* **Task statement**
Please copy each line of the listing that includes the string "CliError".
····················
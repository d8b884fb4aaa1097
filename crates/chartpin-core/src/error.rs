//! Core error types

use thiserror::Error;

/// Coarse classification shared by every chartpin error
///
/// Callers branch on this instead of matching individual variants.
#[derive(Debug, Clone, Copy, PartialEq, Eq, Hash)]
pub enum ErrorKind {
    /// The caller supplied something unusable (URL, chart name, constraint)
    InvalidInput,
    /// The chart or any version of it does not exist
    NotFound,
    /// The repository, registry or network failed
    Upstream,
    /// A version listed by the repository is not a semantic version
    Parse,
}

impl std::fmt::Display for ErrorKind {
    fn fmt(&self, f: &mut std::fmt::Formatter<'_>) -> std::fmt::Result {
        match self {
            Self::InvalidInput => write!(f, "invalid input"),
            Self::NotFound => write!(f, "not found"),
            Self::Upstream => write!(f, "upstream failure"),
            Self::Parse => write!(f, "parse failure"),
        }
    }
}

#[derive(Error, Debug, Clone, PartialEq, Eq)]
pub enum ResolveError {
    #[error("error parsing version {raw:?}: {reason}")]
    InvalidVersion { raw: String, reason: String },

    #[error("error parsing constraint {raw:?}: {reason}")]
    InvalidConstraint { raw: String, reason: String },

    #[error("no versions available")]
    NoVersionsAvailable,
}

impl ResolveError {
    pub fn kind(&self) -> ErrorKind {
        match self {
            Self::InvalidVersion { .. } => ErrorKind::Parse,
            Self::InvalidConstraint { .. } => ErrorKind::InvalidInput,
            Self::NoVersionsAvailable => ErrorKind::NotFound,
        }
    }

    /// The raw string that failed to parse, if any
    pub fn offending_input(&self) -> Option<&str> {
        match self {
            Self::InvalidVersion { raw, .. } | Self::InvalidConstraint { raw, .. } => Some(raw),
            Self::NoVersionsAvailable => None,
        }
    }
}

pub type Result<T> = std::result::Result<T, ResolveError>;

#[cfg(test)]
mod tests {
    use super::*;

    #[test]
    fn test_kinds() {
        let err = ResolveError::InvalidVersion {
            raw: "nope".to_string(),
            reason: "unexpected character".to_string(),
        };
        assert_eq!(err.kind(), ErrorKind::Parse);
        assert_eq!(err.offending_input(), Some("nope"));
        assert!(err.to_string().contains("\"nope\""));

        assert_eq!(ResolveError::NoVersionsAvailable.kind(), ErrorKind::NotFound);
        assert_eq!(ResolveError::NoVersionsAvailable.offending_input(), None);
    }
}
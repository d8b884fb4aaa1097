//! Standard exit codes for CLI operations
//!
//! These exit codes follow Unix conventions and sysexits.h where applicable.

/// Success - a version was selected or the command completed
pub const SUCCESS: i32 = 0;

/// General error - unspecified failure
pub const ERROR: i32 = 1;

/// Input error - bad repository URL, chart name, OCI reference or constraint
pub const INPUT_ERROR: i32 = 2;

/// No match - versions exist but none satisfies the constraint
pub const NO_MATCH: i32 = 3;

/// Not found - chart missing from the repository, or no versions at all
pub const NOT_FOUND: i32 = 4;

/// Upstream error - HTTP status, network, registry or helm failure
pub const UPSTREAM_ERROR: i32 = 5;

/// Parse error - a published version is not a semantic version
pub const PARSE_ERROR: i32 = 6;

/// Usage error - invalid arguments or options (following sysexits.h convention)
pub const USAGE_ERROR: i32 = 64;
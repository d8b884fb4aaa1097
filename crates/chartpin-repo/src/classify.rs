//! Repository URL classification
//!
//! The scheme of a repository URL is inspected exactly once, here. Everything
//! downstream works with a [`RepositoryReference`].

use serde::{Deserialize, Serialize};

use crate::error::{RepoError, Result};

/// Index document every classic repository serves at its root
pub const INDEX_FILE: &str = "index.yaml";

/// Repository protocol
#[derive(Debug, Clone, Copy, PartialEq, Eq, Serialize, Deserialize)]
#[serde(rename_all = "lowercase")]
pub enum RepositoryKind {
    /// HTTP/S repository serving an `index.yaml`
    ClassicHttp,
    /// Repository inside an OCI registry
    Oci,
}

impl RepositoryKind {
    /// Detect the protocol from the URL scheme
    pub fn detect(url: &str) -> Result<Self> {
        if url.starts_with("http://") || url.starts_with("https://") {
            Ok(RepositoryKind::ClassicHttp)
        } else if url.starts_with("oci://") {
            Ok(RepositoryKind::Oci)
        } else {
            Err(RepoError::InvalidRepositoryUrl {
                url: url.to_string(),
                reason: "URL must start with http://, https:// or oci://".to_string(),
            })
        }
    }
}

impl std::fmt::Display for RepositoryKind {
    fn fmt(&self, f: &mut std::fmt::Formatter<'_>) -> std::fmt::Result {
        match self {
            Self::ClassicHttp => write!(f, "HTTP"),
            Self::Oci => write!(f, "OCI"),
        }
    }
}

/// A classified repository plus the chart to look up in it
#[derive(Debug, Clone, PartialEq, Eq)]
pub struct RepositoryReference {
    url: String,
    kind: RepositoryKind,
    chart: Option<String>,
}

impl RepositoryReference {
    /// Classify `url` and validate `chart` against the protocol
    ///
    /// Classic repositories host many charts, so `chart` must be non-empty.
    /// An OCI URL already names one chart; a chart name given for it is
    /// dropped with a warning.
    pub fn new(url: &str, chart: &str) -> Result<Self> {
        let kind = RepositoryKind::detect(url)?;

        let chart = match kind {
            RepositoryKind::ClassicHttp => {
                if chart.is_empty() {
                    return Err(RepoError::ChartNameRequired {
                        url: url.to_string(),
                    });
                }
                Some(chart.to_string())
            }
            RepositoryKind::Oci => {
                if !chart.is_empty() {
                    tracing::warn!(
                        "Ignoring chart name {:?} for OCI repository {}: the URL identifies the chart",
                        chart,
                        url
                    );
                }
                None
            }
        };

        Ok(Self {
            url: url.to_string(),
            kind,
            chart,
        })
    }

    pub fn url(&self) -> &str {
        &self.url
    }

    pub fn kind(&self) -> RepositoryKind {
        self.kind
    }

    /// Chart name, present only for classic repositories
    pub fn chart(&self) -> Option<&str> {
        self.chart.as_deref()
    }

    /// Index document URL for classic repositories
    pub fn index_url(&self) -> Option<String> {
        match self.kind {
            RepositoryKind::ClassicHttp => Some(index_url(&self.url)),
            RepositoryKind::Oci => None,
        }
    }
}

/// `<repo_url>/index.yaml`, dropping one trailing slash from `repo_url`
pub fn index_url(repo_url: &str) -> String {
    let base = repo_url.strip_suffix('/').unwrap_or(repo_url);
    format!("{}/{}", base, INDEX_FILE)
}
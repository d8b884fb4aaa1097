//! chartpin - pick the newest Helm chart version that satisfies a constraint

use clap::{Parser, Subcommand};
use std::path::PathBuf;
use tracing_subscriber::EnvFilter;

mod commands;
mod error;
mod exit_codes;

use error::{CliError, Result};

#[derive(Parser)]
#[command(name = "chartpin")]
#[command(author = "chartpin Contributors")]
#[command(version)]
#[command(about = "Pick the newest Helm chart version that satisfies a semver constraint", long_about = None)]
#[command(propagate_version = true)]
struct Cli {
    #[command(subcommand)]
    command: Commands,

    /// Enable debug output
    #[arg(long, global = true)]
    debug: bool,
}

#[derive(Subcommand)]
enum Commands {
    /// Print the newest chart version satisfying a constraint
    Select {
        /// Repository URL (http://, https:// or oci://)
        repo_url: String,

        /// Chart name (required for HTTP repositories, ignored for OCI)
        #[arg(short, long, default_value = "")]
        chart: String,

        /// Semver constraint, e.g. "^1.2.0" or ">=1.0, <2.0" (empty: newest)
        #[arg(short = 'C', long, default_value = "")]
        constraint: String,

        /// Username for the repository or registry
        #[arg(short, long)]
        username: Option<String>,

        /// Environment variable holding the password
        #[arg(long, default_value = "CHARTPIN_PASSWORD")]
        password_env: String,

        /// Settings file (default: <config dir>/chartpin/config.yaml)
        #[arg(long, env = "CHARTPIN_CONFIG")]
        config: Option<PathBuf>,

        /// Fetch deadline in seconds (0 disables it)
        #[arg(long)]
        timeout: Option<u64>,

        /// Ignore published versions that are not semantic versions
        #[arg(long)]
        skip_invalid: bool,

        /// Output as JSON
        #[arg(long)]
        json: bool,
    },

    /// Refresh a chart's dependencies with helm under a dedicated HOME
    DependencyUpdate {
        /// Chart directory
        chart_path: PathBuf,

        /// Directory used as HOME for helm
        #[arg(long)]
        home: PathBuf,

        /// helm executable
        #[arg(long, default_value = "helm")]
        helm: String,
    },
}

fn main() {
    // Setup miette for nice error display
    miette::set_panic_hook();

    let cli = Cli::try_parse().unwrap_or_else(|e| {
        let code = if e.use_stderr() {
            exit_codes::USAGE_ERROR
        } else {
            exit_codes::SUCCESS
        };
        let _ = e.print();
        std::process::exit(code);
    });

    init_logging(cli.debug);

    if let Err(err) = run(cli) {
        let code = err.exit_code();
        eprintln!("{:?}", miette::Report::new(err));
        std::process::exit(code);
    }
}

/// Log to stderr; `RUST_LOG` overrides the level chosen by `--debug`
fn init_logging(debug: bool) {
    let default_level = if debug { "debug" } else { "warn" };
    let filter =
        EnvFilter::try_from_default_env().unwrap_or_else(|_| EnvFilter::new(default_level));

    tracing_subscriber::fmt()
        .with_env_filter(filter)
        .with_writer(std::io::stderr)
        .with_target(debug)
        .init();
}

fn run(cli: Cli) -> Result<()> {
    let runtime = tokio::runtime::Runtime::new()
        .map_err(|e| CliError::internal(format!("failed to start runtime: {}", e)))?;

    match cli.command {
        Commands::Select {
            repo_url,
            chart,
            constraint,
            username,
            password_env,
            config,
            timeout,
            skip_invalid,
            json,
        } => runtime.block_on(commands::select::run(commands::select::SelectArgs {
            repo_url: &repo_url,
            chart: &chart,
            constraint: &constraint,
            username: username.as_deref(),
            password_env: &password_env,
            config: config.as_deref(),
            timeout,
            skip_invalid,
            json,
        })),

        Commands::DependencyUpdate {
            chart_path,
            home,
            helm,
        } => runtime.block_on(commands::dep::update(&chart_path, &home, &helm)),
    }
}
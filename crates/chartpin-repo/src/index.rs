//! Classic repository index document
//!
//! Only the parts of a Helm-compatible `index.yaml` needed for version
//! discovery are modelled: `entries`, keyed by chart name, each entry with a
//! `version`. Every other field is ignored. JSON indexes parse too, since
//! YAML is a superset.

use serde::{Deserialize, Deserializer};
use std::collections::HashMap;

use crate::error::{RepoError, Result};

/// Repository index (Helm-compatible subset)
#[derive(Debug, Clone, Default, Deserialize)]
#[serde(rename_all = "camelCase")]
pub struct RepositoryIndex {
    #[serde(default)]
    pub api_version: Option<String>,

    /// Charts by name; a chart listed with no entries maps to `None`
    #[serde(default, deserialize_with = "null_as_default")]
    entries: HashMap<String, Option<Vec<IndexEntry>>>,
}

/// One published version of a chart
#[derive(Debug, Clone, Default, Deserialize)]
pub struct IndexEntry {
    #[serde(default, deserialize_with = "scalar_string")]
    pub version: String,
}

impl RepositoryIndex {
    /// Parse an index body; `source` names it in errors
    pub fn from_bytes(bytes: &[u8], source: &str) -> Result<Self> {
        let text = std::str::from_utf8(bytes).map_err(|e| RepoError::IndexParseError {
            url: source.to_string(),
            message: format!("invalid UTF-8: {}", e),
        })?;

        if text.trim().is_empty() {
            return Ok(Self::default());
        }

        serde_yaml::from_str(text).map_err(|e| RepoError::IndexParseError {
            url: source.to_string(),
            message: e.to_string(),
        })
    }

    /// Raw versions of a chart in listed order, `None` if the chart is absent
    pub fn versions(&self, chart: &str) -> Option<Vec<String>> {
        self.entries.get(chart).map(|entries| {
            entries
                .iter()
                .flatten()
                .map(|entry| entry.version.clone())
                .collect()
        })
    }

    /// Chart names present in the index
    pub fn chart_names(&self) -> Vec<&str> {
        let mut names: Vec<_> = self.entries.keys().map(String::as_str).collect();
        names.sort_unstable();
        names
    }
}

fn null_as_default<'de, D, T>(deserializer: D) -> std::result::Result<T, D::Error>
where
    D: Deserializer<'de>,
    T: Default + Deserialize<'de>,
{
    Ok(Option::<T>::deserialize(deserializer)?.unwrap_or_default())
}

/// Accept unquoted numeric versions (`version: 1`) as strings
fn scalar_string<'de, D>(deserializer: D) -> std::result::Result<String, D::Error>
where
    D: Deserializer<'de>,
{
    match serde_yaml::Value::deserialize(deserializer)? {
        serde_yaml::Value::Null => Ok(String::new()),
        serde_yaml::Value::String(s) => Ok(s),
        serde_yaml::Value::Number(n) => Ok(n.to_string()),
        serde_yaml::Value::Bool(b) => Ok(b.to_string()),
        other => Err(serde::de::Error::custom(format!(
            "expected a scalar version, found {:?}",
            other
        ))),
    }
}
····················
* **Written solution**
use error::{CliError, Result};
        .map_err(|e| CliError::internal(format!("failed to start runtime: {}", e)))?;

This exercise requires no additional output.